"Sun brings all things": Sun and moon lore as biocultural knowledge on Aneityum island, Vanuatu.
Creators
- 1. UNESCO Chair in Environmental Leadership, Cultural Heritage, and Biodiversity, VinUniversity, Hanoi, Vietnam.
- 2. Center for Plants, People, and Culture, New York Botanical Garden, Bronx, New York, United States of America.
- 3. School of Life Sciences, University of Hawai'i at Manoa, Manoa, Hawaii, United Sates of America.
- 4. University of Hawaii at Manoa
- 5. Independent Scholar, Lowanatom, Tanna, Vanuatu.
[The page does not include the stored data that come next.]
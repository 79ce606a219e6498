// Copyright (C) 2026 Fred Clausen
// Use of this source code is governed by an MIT-style
// license that can be found in the LICENSE file or at
// https://opensource.org/licenses/MIT.

//! Test module for the API crate.

#![allow(clippy::expect_used, clippy::unwrap_used)]

mod helpers;
mod persistence_tests;
// Copyright (C) 2026 Fred Clausen
// Use of this source code is governed by an MIT-style
// license that can be found in the LICENSE file or at
// https://opensource.org/licenses/MIT.

use orgchart_domain::{Person, PersonId};
use serde::{Deserialize, Serialize};

/// Fields for a person about to be written to the directory.
///
/// Also the shape of a person entry in a seed file.
#[derive(Debug, Clone, Default, PartialEq, Eq, Serialize, Deserialize)]
pub struct NewPerson {
    pub name: String,
    #[serde(default)]
    pub title: String,
    #[serde(default)]
    pub email: Option<String>,
    #[serde(default)]
    pub phone: Option<String>,
    #[serde(default)]
    pub profile_url: Option<String>,
    #[serde(default)]
    pub department: Option<String>,
    #[serde(default)]
    pub seniority: Option<String>,
}

impl NewPerson {
    /// Creates a new person with only a name and title.
    #[must_use]
    pub fn new(name: &str, title: &str) -> Self {
        Self {
            name: name.to_string(),
            title: title.to_string(),
            ..Self::default()
        }
    }

    /// Sets the department label.
    #[must_use]
    pub fn with_department(mut self, department: &str) -> Self {
        self.department = Some(department.to_string());
        self
    }

    /// Sets the seniority classification tag.
    #[must_use]
    pub fn with_seniority(mut self, seniority: &str) -> Self {
        self.seniority = Some(seniority.to_string());
        self
    }

    /// Sets the email address.
    #[must_use]
    pub fn with_email(mut self, email: &str) -> Self {
        self.email = Some(email.to_string());
        self
    }

    /// Builds the domain record this entry would become under `id`.
    #[must_use]
    pub fn to_person(&self, id: PersonId) -> Person {
        Person {
            id,
            name: self.name.clone(),
            title: self.title.clone(),
            email: self.email.clone(),
            phone: self.phone.clone(),
            profile_url: self.profile_url.clone(),
            department: self.department.clone(),
            seniority: self.seniority.clone(),
        }
    }
}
- 6. Independent Scholar, Anelcauhat, Aneityum, Vanuatu.
Description
Across the Pacific, traditional myths and contemporary narratives describe the origins, animacy, and importance to daily human activities of the Sun and Moon. In Vanuatu, Indigenous local knowledge systems interpret ways that the Sun and Moon interact with humans and plants to achieve productive and sustainable lifeways. In this ethnographic study, we explore how residents of Aneityum Island perceive and narrate the Sun and Moon's interactions with animals, humans, and plants. We consider the influence of the Sun and Moon on domains of daily life on Aneityum, including agriculture, architecture, fishing, health care, navigation, time-reckoning, and diverse ritual activities. Aneityum islanders possess generationally accumulated understandings of their relationship to the environment, framed within the local cosmology and communicated orally. Sun and Moon lore-as expressed through myths and stories-directly informs Aneityumese people's actions and efforts at sustainable living, survival technologies, and biodiversity conservation on land and sea. This body of knowledge reveals the causes and manifestations of natural phenomena, and strategies for responding to their impacts. Due to the influences of globalization, many biocultural tools that focus on Sun and Moon lore are at risk of being forgotten. The Aneityumese people-aided by outside experts-are undertaking efforts to document and revitalize this knowledge to ensure the continuity of their resilient and sustainable lifeways.
Open Access
Licence Attribution (CC BY)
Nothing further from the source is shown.